Keywords: Machine learning, named entity extraction, transfer learning

It is often convenient to make certain assumptions during the learning process. Unfortunately, algorithms built on these assumptions can often break down if the assumptions are not stable between train and test data. Relatedly, we can do better at various tasks (like named entity recognition) by exploiting the richer relationships found in real-world complex systems. By exploiting these kinds of non-conventional regularities we can more easily address problems previously unapproachable, like transfer learning. In the transfer learning setting, the distribution of data is allowed to vary between the training and test domains, that is, the independent and identically distributed (i.i.d.) assumption linking train and test examples is severed. Without this link between the train and test data,traditional learning is difficult.

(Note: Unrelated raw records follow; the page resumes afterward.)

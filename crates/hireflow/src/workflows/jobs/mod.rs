//! Job posting lifecycle: draft, publish, close, delete, and the read-side
//! listings with recruiter/application-count enrichment.

pub mod router;
pub mod service;

#[cfg(test)]
mod tests;

pub use router::job_router;
pub use service::{JobRequest, JobView, JobWorkflow};
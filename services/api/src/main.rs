use hireflow_api::run;

#[tokio::main]
async fn main() {
    if let Err(err) = run().await {
        eprintln!("application error: {err}");
        std::process::exit(1);
    }
}
//! Interview lifecycle: scheduling against an application, rescheduling (which
//! discards any prior candidate response), monotonic completion, and the
//! candidate-owned response sub-state machine.

pub mod router;
pub mod service;

#[cfg(test)]
mod tests;

pub use router::interview_router;
pub use service::{
    CompleteInterviewRequest, InterviewResponseRequest, InterviewView, InterviewWorkflow,
    ScheduleInterviewRequest, UpdateInterviewRequest,
};
use chrono::Duration;

use crate::clock::Clock;
use crate::domain::InterviewResponseStatus;
use crate::workflows::interviews::service::{CompleteInterviewRequest, InterviewResponseRequest};
use crate::workflows::WorkflowError;

use super::common::{fixture, schedule_request, seed_pipeline, Fixture};

fn scheduled(fx: &Fixture) -> String {
    let app_id = seed_pipeline(fx, "job-a", "rec-1", "cand-1");
    fx.workflow
        .schedule(schedule_request(&app_id), "rec-1")
        .expect("schedule")
        .id
}

fn response(status: InterviewResponseStatus, note: Option<&str>) -> InterviewResponseRequest {
    InterviewResponseRequest {
        response: status,
        note: note.map(str::to_string),
    }
}

#[test]
fn candidate_response_is_stamped() {
    let fx = fixture();
    let id = scheduled(&fx);

    let view = fx
        .workflow
        .respond(
            &id,
            "cand-1",
            response(InterviewResponseStatus::Accepted, Some("works for me")),
        )
        .expect("respond");

    assert_eq!(
        view.candidate_response_status,
        InterviewResponseStatus::Accepted
    );
    assert_eq!(view.candidate_response_note.as_deref(), Some("works for me"));
    assert_eq!(view.candidate_responded_at, Some(fx.clock.now()));
}

#[test]
fn candidate_may_revise_their_response() {
    let fx = fixture();
    let id = scheduled(&fx);

    fx.workflow
        .respond(
            &id,
            "cand-1",
            response(InterviewResponseStatus::Accepted, None),
        )
        .expect("accept");

    let view = fx
        .workflow
        .respond(
            &id,
            "cand-1",
            response(
                InterviewResponseStatus::RescheduleRequested,
                Some("conflict came up"),
            ),
        )
        .expect("revise");

    assert_eq!(
        view.candidate_response_status,
        InterviewResponseStatus::RescheduleRequested
    );
}

#[test]
fn only_the_interviews_candidate_may_respond() {
    let fx = fixture();
    let id = scheduled(&fx);

    for intruder in ["cand-2", "rec-1", "admin-1"] {
        assert!(
            matches!(
                fx.workflow.respond(
                    &id,
                    intruder,
                    response(InterviewResponseStatus::Declined, None),
                ),
                Err(WorkflowError::Unauthorized(_))
            ),
            "{intruder} should not be able to respond"
        );
    }
}

#[test]
fn complete_stamps_and_keeps_existing_notes() {
    let fx = fixture();
    let id = scheduled(&fx);

    let view = fx
        .workflow
        .complete(&id, CompleteInterviewRequest { notes: None }, "rec-1")
        .expect("complete");

    assert!(view.is_completed);
    assert_eq!(view.completed_at, Some(fx.clock.now()));
    // Blank or absent notes do not clobber what was set at scheduling time.
    assert_eq!(view.notes.as_deref(), Some("Bring portfolio"));

    let view = fx
        .workflow
        .complete(
            &id,
            CompleteInterviewRequest {
                notes: Some("   ".to_string()),
            },
            "rec-1",
        )
        .expect("complete with blank notes");
    assert_eq!(view.notes.as_deref(), Some("Bring portfolio"));
}

#[test]
fn complete_overwrites_notes_when_given() {
    let fx = fixture();
    let id = scheduled(&fx);

    let view = fx
        .workflow
        .complete(
            &id,
            CompleteInterviewRequest {
                notes: Some("Strong hire signal".to_string()),
            },
            "rec-1",
        )
        .expect("complete");

    assert_eq!(view.notes.as_deref(), Some("Strong hire signal"));
}

#[test]
fn complete_is_monotonic_and_restamps() {
    let fx = fixture();
    let id = scheduled(&fx);

    let first = fx
        .workflow
        .complete(&id, CompleteInterviewRequest { notes: None }, "rec-1")
        .expect("first");

    fx.clock.advance(Duration::hours(2));

    let second = fx
        .workflow
        .complete(&id, CompleteInterviewRequest { notes: None }, "rec-1")
        .expect("second");

    assert!(second.is_completed);
    assert!(second.completed_at > first.completed_at);
}

#[test]
fn complete_is_gated_on_recruiter_of_record() {
    let fx = fixture();
    let id = scheduled(&fx);

    assert!(matches!(
        fx.workflow
            .complete(&id, CompleteInterviewRequest { notes: None }, "rec-2"),
        Err(WorkflowError::Unauthorized(_))
    ));
    assert!(matches!(
        fx.workflow
            .complete(&id, CompleteInterviewRequest { notes: None }, "cand-1"),
        Err(WorkflowError::Unauthorized(_))
    ));

    // Admin override holds here as well.
    fx.workflow
        .complete(&id, CompleteInterviewRequest { notes: None }, "admin-1")
        .expect("admin completes");
}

In this thesis we explore learning techniques that can still succeed even in situations where i.i.d. and other common assumptions are allowed to fail. Specifically, we seek out and exploit regularities in the problems we encounter and document which specific assumptions we can drop and under what circumstances and still be able to complete our learning task. We further investigate different methods for dropping, or relaxing, some of these restrictive assumptions so that we may bring more resources (from unlabeled auxiliary data, to known dependencies and other regularities) to bear on the problem, thus producing both better answers to existing problems, and even being able to begin addressing problems previously unanswerable, such as those in the transfer learning setting.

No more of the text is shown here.